Dr. Kristina: That was a great overview of the logistics along the way. There’s definitely a lot of benefits to participating along the way. You’re getting paid. Your name is going to go into our final manual, which is pretty nice. So we recognize you in that way. You’re learning the assessments and getting high-quality, free training on these [00:35:00] assessments from the developers, which is not easily accessed. So you’re going to have to pay for that in the field usually. So that’s another, I think, perk that I would highlight.
I think the one that most of our examiners would say is the draw for them is that they want to contribute directly to the development of these products. And so it feels really rewarding to be part of that feedback loop. So not only are we giving feedback to you as the examiner on how you’re doing, but you’re giving us feedback on how you think the test went. So you can tell us, I don’t like this item, those administration instructions are clunky, or I think you should improve these specific areas. And we listen. So, you’re directly involved in the development of these products. And so that can be rewarding.
Dr. Sharp: Sure. Can I go back and ask a clarifying question about the logistics? I’m curious. It [00:36:00] sounds like, Jan, you were saying, and maybe I misunderstood, feel free to correct me, that we do the recruitment before we might necessarily have a measure to try. Is that right? We decide we want to do some field research and then recruit as many people as possible, and just preemptively gather their names and information, put them in a database, and then we wait until there’s a project that might be relevant.
Jan: Yes, you can, or you hear we send out information like, we will be starting the, I’m just going to say WAIS, the cat’s out of the bag. We’re almost finished with WAIS now, but we will be standardizing the WAIS starting in September. We’ll tell you that and we’ll tell examiners on our, we have a portal that examiners can access once you sign up, it’s different than your portal, it’s for field research. It’s our hub actually. [00:37:00] And so we’ll have information about WAIS is starting this time and we’ll give you a brief description of the kinds of candidates we’re looking for, and the needs and so on. So you can start that process of recruiting.
Now, what we find with examiner, Jeremy, you might be leading to well, what if I go out and I find 40 candidates and I take the time to put their name in and you don’t pick any of them? That is true, right? And that could happen, I suppose.
One of the things that’s very important that we should mention here because sometimes people don’t realize this is, when we’re talking about a nicely representative sample, we talk about it as a stratified sample. So it’s got all the various demographics, various education levels, maybe 1 through 5, there’s different 5 different levels of education, right? There’s all the different ethnicities. There’s all the [00:38:00] different regions. There’s gender.

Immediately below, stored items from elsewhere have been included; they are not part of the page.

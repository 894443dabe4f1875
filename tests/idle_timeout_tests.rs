mod common;

use battleship_lan::{Envelope, ServerConfig};
use common::{start_server_with, Peer};
use tokio::time::{sleep, Duration};

fn config(idle_timeout: Duration) -> ServerConfig {
    ServerConfig {
        bind: "127.0.0.1:0".to_string(),
        idle_timeout,
        seed: Some(61),
    }
}

/// Next chat line, failing on any game-over notice in between.
async fn next_chat(peer: &mut Peer) -> Envelope {
    loop {
        match peer.recv().await {
            e @ Envelope::ChatResponse { .. } => return e,
            e @ Envelope::QuitResponse { .. } => panic!("game ended: {:?}", e),
            _ => {}
        }
    }
}

#[tokio::test(flavor = "multi_thread")]
async fn test_heartbeats_keep_a_waiting_player_seated() -> anyhow::Result<()> {
    let (addr, shared) = start_server_with(config(Duration::from_secs(1))).await;
    let mut alice = Peer::join(addr, "alice").await;
    let mut bob = Peer::join(addr, "bob").await;

    // Alice only sends keepalives while Bob keeps talking, well past the timeout.
    for i in 0..12 {
        alice.send(Envelope::Heartbeat).await;
        bob.send(Envelope::Chat {
            message: format!("still there? {}", i),
        })
        .await;
        next_chat(&mut bob).await;
        sleep(Duration::from_millis(200)).await;
    }

    assert_eq!(shared.lock().occupied(), 2);
    bob.send(Envelope::Chat {
        message: "good".to_string(),
    })
    .await;
    let chat = next_chat(&mut bob).await;
    assert!(matches!(chat, Envelope::ChatResponse { message, .. } if message == "good"));
    Ok(())
}

#[tokio::test(flavor = "multi_thread")]
async fn test_silent_connection_is_still_dropped() -> anyhow::Result<()> {
    let (addr, _shared) = start_server_with(config(Duration::from_millis(300))).await;
    let _alice = Peer::join(addr, "alice").await;
    let mut bob = Peer::join(addr, "bob").await;

    // Bob stays alive on heartbeats; Alice sends nothing at all.
    let notice = bob
        .recv_until_with_heartbeats(Duration::from_millis(100), |e| {
            matches!(e, Envelope::QuitResponse { .. })
        })
        .await;
    assert!(
        matches!(&notice, Envelope::QuitResponse { player: Some(p), message } if p == "alice" && message.contains("disconnected")),
        "{:?}",
        notice
    );
    Ok(())
}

If you go and recruit all females that have a college degree from the South and they’re all white, we probably won’t use all 40 of those because we wouldn’t want that piece of the sample to come from one person. We probably don’t need 40 of that demographic. So the more broad your demographic base is in your candidate pool, the more candidates you are likely to get selected for.
Dr. Sharp: That makes sense.
Jan: And so over time, examiners who participate with us year after year, and we have many that have been with us years and years and years, decades, some that come on for a particular project and then they leave us. It just depends. But examiners who are with us for a while, they get that. They understand that. So they’re really [00:39:00] looking for a lower pad, other ethnicity, what have you.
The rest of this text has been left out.